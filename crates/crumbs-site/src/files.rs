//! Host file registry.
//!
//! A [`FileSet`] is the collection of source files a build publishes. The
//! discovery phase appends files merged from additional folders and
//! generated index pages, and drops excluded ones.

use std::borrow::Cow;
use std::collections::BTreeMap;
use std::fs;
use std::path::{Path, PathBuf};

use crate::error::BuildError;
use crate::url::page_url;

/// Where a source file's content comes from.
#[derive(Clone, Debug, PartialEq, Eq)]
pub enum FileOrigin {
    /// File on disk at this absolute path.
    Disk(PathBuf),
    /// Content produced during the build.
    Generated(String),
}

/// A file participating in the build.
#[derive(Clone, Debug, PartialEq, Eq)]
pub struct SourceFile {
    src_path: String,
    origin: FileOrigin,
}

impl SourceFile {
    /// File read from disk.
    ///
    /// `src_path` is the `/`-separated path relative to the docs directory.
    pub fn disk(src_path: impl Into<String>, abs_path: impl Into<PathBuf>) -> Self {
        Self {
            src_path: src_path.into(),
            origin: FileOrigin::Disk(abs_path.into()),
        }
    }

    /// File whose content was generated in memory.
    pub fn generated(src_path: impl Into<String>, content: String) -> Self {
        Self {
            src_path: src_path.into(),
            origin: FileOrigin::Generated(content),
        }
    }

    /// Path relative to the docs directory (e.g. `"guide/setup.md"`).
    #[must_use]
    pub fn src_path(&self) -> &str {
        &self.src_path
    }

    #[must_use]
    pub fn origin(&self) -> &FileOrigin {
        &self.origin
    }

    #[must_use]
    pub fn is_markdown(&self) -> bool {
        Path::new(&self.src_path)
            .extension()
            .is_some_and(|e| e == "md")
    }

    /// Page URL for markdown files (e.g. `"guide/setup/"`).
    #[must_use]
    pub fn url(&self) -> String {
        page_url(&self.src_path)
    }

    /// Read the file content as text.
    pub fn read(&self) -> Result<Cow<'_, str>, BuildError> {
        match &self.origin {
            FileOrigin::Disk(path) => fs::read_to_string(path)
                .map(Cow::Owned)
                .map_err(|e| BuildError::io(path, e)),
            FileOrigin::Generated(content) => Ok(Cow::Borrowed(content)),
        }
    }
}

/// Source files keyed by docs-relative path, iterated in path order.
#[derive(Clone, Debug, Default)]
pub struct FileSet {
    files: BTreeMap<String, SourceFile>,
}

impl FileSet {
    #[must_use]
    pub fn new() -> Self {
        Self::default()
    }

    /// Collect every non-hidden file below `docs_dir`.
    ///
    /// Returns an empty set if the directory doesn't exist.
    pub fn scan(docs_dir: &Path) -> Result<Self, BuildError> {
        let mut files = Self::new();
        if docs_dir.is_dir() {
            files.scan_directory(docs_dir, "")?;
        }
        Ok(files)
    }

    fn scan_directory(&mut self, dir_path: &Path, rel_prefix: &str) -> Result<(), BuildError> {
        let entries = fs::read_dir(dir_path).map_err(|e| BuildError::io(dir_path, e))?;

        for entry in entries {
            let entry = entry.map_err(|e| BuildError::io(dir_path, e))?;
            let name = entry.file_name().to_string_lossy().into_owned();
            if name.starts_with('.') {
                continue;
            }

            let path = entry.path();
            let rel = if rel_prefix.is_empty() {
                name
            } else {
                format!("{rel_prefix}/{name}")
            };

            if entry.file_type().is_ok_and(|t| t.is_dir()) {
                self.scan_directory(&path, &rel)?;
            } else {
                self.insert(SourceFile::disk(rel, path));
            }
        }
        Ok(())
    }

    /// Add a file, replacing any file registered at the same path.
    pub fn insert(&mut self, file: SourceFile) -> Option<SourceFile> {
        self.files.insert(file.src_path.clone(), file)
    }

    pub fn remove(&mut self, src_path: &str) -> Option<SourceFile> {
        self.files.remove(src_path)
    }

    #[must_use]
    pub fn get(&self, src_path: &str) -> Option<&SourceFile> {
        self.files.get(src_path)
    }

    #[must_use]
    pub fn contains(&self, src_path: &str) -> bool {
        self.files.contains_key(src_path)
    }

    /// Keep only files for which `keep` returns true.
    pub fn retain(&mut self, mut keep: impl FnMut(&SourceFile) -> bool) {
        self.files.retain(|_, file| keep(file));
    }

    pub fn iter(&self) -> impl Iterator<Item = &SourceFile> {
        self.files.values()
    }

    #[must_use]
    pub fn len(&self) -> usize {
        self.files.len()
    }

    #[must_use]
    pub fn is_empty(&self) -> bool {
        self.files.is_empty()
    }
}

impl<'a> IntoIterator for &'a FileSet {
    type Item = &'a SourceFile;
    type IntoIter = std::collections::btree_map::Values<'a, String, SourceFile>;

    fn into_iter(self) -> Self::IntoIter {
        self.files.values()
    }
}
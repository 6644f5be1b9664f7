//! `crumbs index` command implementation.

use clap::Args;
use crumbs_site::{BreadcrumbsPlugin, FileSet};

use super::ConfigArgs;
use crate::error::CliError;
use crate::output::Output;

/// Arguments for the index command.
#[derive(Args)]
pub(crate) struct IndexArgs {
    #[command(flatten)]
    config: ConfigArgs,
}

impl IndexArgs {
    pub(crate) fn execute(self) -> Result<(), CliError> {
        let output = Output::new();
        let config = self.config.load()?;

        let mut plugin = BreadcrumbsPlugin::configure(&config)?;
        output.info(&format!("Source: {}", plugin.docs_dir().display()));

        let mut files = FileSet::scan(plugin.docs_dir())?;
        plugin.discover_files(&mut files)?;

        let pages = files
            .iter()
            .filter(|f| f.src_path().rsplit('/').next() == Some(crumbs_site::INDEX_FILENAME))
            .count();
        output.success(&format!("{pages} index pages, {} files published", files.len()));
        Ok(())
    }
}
------------------------------
### PROMPT
List every line above containing the word "output".

### SOLUTION
use crate::output::Output;
        let output = Output::new();
        output.info(&format!("Source: {}", plugin.docs_dir().display()));
        output.success(&format!("{pages} index pages, {} files published", files.len()));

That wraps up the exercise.